● **Task to carry out**
The data below is to be copied exactly, line by line.

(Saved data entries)
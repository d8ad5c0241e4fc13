//! The compiled-in palette.
//!
//! Named schemes:
//! - `x11`: X11 color names (as shipped with graphviz-style tools),
//! - `svg`: SVG/CSS color keywords,
//! - `ansi`: the 16 standard terminal color names.
//!
//! Indexed schemes:
//! - `ansi16`: the standard 16-color terminal palette,
//! - `xterm256`: the 256-color xterm palette,
//! - `blues3`, `greens3`, `set13`: small ColorBrewer palettes.
//!
//! Where schemes disagree on a name (`green`, `gray`, `maroon`, `purple`,
//! `red` ...) the `x11` spelling is declared first and so wins when several
//! schemes are active.

use std::sync::LazyLock;

use crate::dataset::{Dataset, DatasetBuilder};
use crate::space::Rgba;

const fn rgb(red: u8, green: u8, blue: u8) -> Rgba {
    Rgba::opaque(red, green, blue)
}

static X11: &[(&str, Rgba)] = &[
    ("aliceblue", rgb(240, 248, 255)),
    ("antiquewhite", rgb(250, 235, 215)),
    ("aquamarine", rgb(127, 255, 212)),
    ("azure", rgb(240, 255, 255)),
    ("beige", rgb(245, 245, 220)),
    ("black", rgb(0, 0, 0)),
    ("blue", rgb(0, 0, 255)),
    ("blue1", rgb(0, 0, 255)),
    ("brown", rgb(165, 42, 42)),
    ("cornflowerblue", rgb(100, 149, 237)),
    ("crimson", rgb(220, 20, 60)),
    ("cyan", rgb(0, 255, 255)),
    ("darkgreen", rgb(0, 100, 0)),
    ("forestgreen", rgb(34, 139, 34)),
    ("gold", rgb(255, 215, 0)),
    ("gray", rgb(192, 192, 192)),
    ("grey", rgb(192, 192, 192)),
    ("green", rgb(0, 255, 0)),
    ("green1", rgb(0, 255, 0)),
    ("lightblue", rgb(173, 216, 230)),
    ("magenta", rgb(255, 0, 255)),
    ("maroon", rgb(176, 48, 96)),
    ("navy", rgb(0, 0, 128)),
    ("navyblue", rgb(0, 0, 128)),
    ("orange", rgb(255, 165, 0)),
    ("pink", rgb(255, 192, 203)),
    ("purple", rgb(160, 32, 240)),
    ("red", rgb(255, 0, 0)),
    ("red1", rgb(255, 0, 0)),
    ("salmon", rgb(250, 128, 114)),
    ("skyblue", rgb(135, 206, 235)),
    ("tomato", rgb(255, 99, 71)),
    ("transparent", Rgba::new(255, 255, 254, 0)),
    ("violet", rgb(238, 130, 238)),
    ("white", rgb(255, 255, 255)),
    ("yellow", rgb(255, 255, 0)),
];

static SVG: &[(&str, Rgba)] = &[
    ("aliceblue", rgb(240, 248, 255)),
    ("aqua", rgb(0, 255, 255)),
    ("black", rgb(0, 0, 0)),
    ("blue", rgb(0, 0, 255)),
    ("cornflowerblue", rgb(100, 149, 237)),
    ("crimson", rgb(220, 20, 60)),
    ("cyan", rgb(0, 255, 255)),
    ("fuchsia", rgb(255, 0, 255)),
    ("gold", rgb(255, 215, 0)),
    ("gray", rgb(128, 128, 128)),
    ("green", rgb(0, 128, 0)),
    ("grey", rgb(128, 128, 128)),
    ("lime", rgb(0, 255, 0)),
    ("magenta", rgb(255, 0, 255)),
    ("maroon", rgb(128, 0, 0)),
    ("navy", rgb(0, 0, 128)),
    ("olive", rgb(128, 128, 0)),
    ("orange", rgb(255, 165, 0)),
    ("pink", rgb(255, 192, 203)),
    ("purple", rgb(128, 0, 128)),
    ("red", rgb(255, 0, 0)),
    ("salmon", rgb(250, 128, 114)),
    ("silver", rgb(192, 192, 192)),
    ("skyblue", rgb(135, 206, 235)),
    ("teal", rgb(0, 128, 128)),
    ("tomato", rgb(255, 99, 71)),
    ("violet", rgb(238, 130, 238)),
    ("white", rgb(255, 255, 255)),
    ("yellow", rgb(255, 255, 0)),
];

/// Standard 16-color terminal palette.
static STANDARD_PALETTE: [Rgba; 16] = [
    rgb(0, 0, 0),       // 0: Black
    rgb(170, 0, 0),     // 1: Red
    rgb(0, 170, 0),     // 2: Green
    rgb(170, 85, 0),    // 3: Yellow
    rgb(0, 0, 170),     // 4: Blue
    rgb(170, 0, 170),   // 5: Magenta
    rgb(0, 170, 170),   // 6: Cyan
    rgb(170, 170, 170), // 7: White
    rgb(85, 85, 85),    // 8: Bright Black
    rgb(255, 85, 85),   // 9: Bright Red
    rgb(85, 255, 85),   // 10: Bright Green
    rgb(255, 255, 85),  // 11: Bright Yellow
    rgb(85, 85, 255),   // 12: Bright Blue
    rgb(255, 85, 255),  // 13: Bright Magenta
    rgb(85, 255, 255),  // 14: Bright Cyan
    rgb(255, 255, 255), // 15: Bright White
];

static ANSI_NAMES: [&str; 16] = [
    "black",
    "red",
    "green",
    "yellow",
    "blue",
    "magenta",
    "cyan",
    "white",
    "bright_black",
    "bright_red",
    "bright_green",
    "bright_yellow",
    "bright_blue",
    "bright_magenta",
    "bright_cyan",
    "bright_white",
];

static BLUES3: [Rgba; 3] = [rgb(222, 235, 247), rgb(158, 202, 225), rgb(49, 130, 189)];
static GREENS3: [Rgba; 3] = [rgb(229, 245, 224), rgb(161, 217, 155), rgb(49, 163, 84)];
static SET13: [Rgba; 3] = [rgb(228, 26, 28), rgb(55, 126, 184), rgb(77, 175, 74)];

/// Generate the 256-color xterm palette.
fn generate_eight_bit_palette() -> [Rgba; 256] {
    let mut palette = [Rgba::default(); 256];

    // 0-15: Standard colors
    palette[..16].copy_from_slice(&STANDARD_PALETTE);

    // 16-231: 6x6x6 color cube
    let levels = [0u8, 95, 135, 175, 215, 255];
    for r in 0..6 {
        for g in 0..6 {
            for b in 0..6 {
                let index = 16 + r * 36 + g * 6 + b;
                palette[index] = rgb(levels[r], levels[g], levels[b]);
            }
        }
    }

    // 232-255: Grayscale ramp
    for i in 0..24 {
        #[expect(clippy::cast_possible_truncation, reason = "max value is 8+23*10=238 which fits in u8")]
        let gray = (8 + i * 10) as u8;
        palette[232 + i] = rgb(gray, gray, gray);
    }

    palette
}

fn build() -> Dataset {
    let ansi: Vec<(&str, Rgba)> = ANSI_NAMES
        .iter()
        .copied()
        .zip(STANDARD_PALETTE)
        .chain([("gray", STANDARD_PALETTE[8]), ("grey", STANDARD_PALETTE[8])])
        .collect();

    DatasetBuilder::new()
        .named_scheme("x11", "black")
        .named_scheme("svg", "black")
        .named_scheme("ansi", "white")
        .colors("x11", X11)
        .colors("svg", SVG)
        .colors("ansi", &ansi)
        .indexed_scheme("ansi16", STANDARD_PALETTE)
        .indexed_scheme("xterm256", generate_eight_bit_palette())
        .indexed_scheme("blues3", BLUES3)
        .indexed_scheme("greens3", GREENS3)
        .indexed_scheme("set13", SET13)
        .build()
        .expect("built-in palette is consistent")
}

static BUILTIN: LazyLock<Dataset> = LazyLock::new(build);

/// The compiled-in dataset, assembled on first use.
#[must_use]
pub fn dataset() -> &'static Dataset {
    &BUILTIN
}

● **Answer box**
repository d8ad5c0241e4fc13
//! The compiled-in palette.
//!
//! Named schemes:
//! - `x11`: X11 color names (as shipped with graphviz-style tools),
//! - `svg`: SVG/CSS color keywords,
//! - `ansi`: the 16 standard terminal color names.
//!
//! Indexed schemes:
//! - `ansi16`: the standard 16-color terminal palette,
//! - `xterm256`: the 256-color xterm palette,
//! - `blues3`, `greens3`, `set13`: small ColorBrewer palettes.
//!
//! Where schemes disagree on a name (`green`, `gray`, `maroon`, `purple`,
//! `red` ...) the `x11` spelling is declared first and so wins when several
//! schemes are active.

use std::sync::LazyLock;

use crate::dataset::{Dataset, DatasetBuilder};
use crate::space::Rgba;

const fn rgb(red: u8, green: u8, blue: u8) -> Rgba {
    Rgba::opaque(red, green, blue)
}

static X11: &[(&str, Rgba)] = &[
    ("aliceblue", rgb(240, 248, 255)),
    ("antiquewhite", rgb(250, 235, 215)),
    ("aquamarine", rgb(127, 255, 212)),
    ("azure", rgb(240, 255, 255)),
    ("beige", rgb(245, 245, 220)),
    ("black", rgb(0, 0, 0)),
    ("blue", rgb(0, 0, 255)),
    ("blue1", rgb(0, 0, 255)),
    ("brown", rgb(165, 42, 42)),
    ("cornflowerblue", rgb(100, 149, 237)),
    ("crimson", rgb(220, 20, 60)),
    ("cyan", rgb(0, 255, 255)),
    ("darkgreen", rgb(0, 100, 0)),
    ("forestgreen", rgb(34, 139, 34)),
    ("gold", rgb(255, 215, 0)),
    ("gray", rgb(192, 192, 192)),
    ("grey", rgb(192, 192, 192)),
    ("green", rgb(0, 255, 0)),
    ("green1", rgb(0, 255, 0)),
    ("lightblue", rgb(173, 216, 230)),
    ("magenta", rgb(255, 0, 255)),
    ("maroon", rgb(176, 48, 96)),
    ("navy", rgb(0, 0, 128)),
    ("navyblue", rgb(0, 0, 128)),
    ("orange", rgb(255, 165, 0)),
    ("pink", rgb(255, 192, 203)),
    ("purple", rgb(160, 32, 240)),
    ("red", rgb(255, 0, 0)),
    ("red1", rgb(255, 0, 0)),
    ("salmon", rgb(250, 128, 114)),
    ("skyblue", rgb(135, 206, 235)),
    ("tomato", rgb(255, 99, 71)),
    ("transparent", Rgba::new(255, 255, 254, 0)),
    ("violet", rgb(238, 130, 238)),
    ("white", rgb(255, 255, 255)),
    ("yellow", rgb(255, 255, 0)),
];

static SVG: &[(&str, Rgba)] = &[
    ("aliceblue", rgb(240, 248, 255)),
    ("aqua", rgb(0, 255, 255)),
    ("black", rgb(0, 0, 0)),
    ("blue", rgb(0, 0, 255)),
    ("cornflowerblue", rgb(100, 149, 237)),
    ("crimson", rgb(220, 20, 60)),
    ("cyan", rgb(0, 255, 255)),
    ("fuchsia", rgb(255, 0, 255)),
    ("gold", rgb(255, 215, 0)),
    ("gray", rgb(128, 128, 128)),
    ("green", rgb(0, 128, 0)),
    ("grey", rgb(128, 128, 128)),
    ("lime", rgb(0, 255, 0)),
    ("magenta", rgb(255, 0, 255)),
    ("maroon", rgb(128, 0, 0)),
    ("navy", rgb(0, 0, 128)),
    ("olive", rgb(128, 128, 0)),
    ("orange", rgb(255, 165, 0)),
    ("pink", rgb(255, 192, 203)),
    ("purple", rgb(128, 0, 128)),
    ("red", rgb(255, 0, 0)),
    ("salmon", rgb(250, 128, 114)),
    ("silver", rgb(192, 192, 192)),
    ("skyblue", rgb(135, 206, 235)),
    ("teal", rgb(0, 128, 128)),
    ("tomato", rgb(255, 99, 71)),
    ("violet", rgb(238, 130, 238)),
    ("white", rgb(255, 255, 255)),
    ("yellow", rgb(255, 255, 0)),
];

/// Standard 16-color terminal palette.
static STANDARD_PALETTE: [Rgba; 16] = [
    rgb(0, 0, 0),       // 0: Black
    rgb(170, 0, 0),     // 1: Red
    rgb(0, 170, 0),     // 2: Green
    rgb(170, 85, 0),    // 3: Yellow
    rgb(0, 0, 170),     // 4: Blue
    rgb(170, 0, 170),   // 5: Magenta
    rgb(0, 170, 170),   // 6: Cyan
    rgb(170, 170, 170), // 7: White
    rgb(85, 85, 85),    // 8: Bright Black
    rgb(255, 85, 85),   // 9: Bright Red
    rgb(85, 255, 85),   // 10: Bright Green
    rgb(255, 255, 85),  // 11: Bright Yellow
    rgb(85, 85, 255),   // 12: Bright Blue
    rgb(255, 85, 255),  // 13: Bright Magenta
    rgb(85, 255, 255),  // 14: Bright Cyan
    rgb(255, 255, 255), // 15: Bright White
];

static ANSI_NAMES: [&str; 16] = [
    "black",
    "red",
    "green",
    "yellow",
    "blue",
    "magenta",
    "cyan",
    "white",
    "bright_black",
    "bright_red",
    "bright_green",
    "bright_yellow",
    "bright_blue",
    "bright_magenta",
    "bright_cyan",
    "bright_white",
];

static BLUES3: [Rgba; 3] = [rgb(222, 235, 247), rgb(158, 202, 225), rgb(49, 130, 189)];
static GREENS3: [Rgba; 3] = [rgb(229, 245, 224), rgb(161, 217, 155), rgb(49, 163, 84)];
static SET13: [Rgba; 3] = [rgb(228, 26, 28), rgb(55, 126, 184), rgb(77, 175, 74)];

/// Generate the 256-color xterm palette.
fn generate_eight_bit_palette() -> [Rgba; 256] {
    let mut palette = [Rgba::default(); 256];

    // 0-15: Standard colors
    palette[..16].copy_from_slice(&STANDARD_PALETTE);

    // 16-231: 6x6x6 color cube
    let levels = [0u8, 95, 135, 175, 215, 255];
    for r in 0..6 {
        for g in 0..6 {
            for b in 0..6 {
                let index = 16 + r * 36 + g * 6 + b;
                palette[index] = rgb(levels[r], levels[g], levels[b]);
            }
        }
    }

    // 232-255: Grayscale ramp
    for i in 0..24 {
        #[expect(clippy::cast_possible_truncation, reason = "max value is 8+23*10=238 which fits in u8")]
        let gray = (8 + i * 10) as u8;
        palette[232 + i] = rgb(gray, gray, gray);
    }

    palette
}

fn build() -> Dataset {
    let ansi: Vec<(&str, Rgba)> = ANSI_NAMES
        .iter()
        .copied()
        .zip(STANDARD_PALETTE)
        .chain([("gray", STANDARD_PALETTE[8]), ("grey", STANDARD_PALETTE[8])])
        .collect();

    DatasetBuilder::new()
        .named_scheme("x11", "black")
        .named_scheme("svg", "black")
        .named_scheme("ansi", "white")
        .colors("x11", X11)
        .colors("svg", SVG)
        .colors("ansi", &ansi)
        .indexed_scheme("ansi16", STANDARD_PALETTE)
        .indexed_scheme("xterm256", generate_eight_bit_palette())
        .indexed_scheme("blues3", BLUES3)
        .indexed_scheme("greens3", GREENS3)
        .indexed_scheme("set13", SET13)
        .build()
        .expect("built-in palette is consistent")
}

static BUILTIN: LazyLock<Dataset> = LazyLock::new(build);

/// The compiled-in dataset, assembled on first use.
#[must_use]
pub fn dataset() -> &'static Dataset {
    &BUILTIN
}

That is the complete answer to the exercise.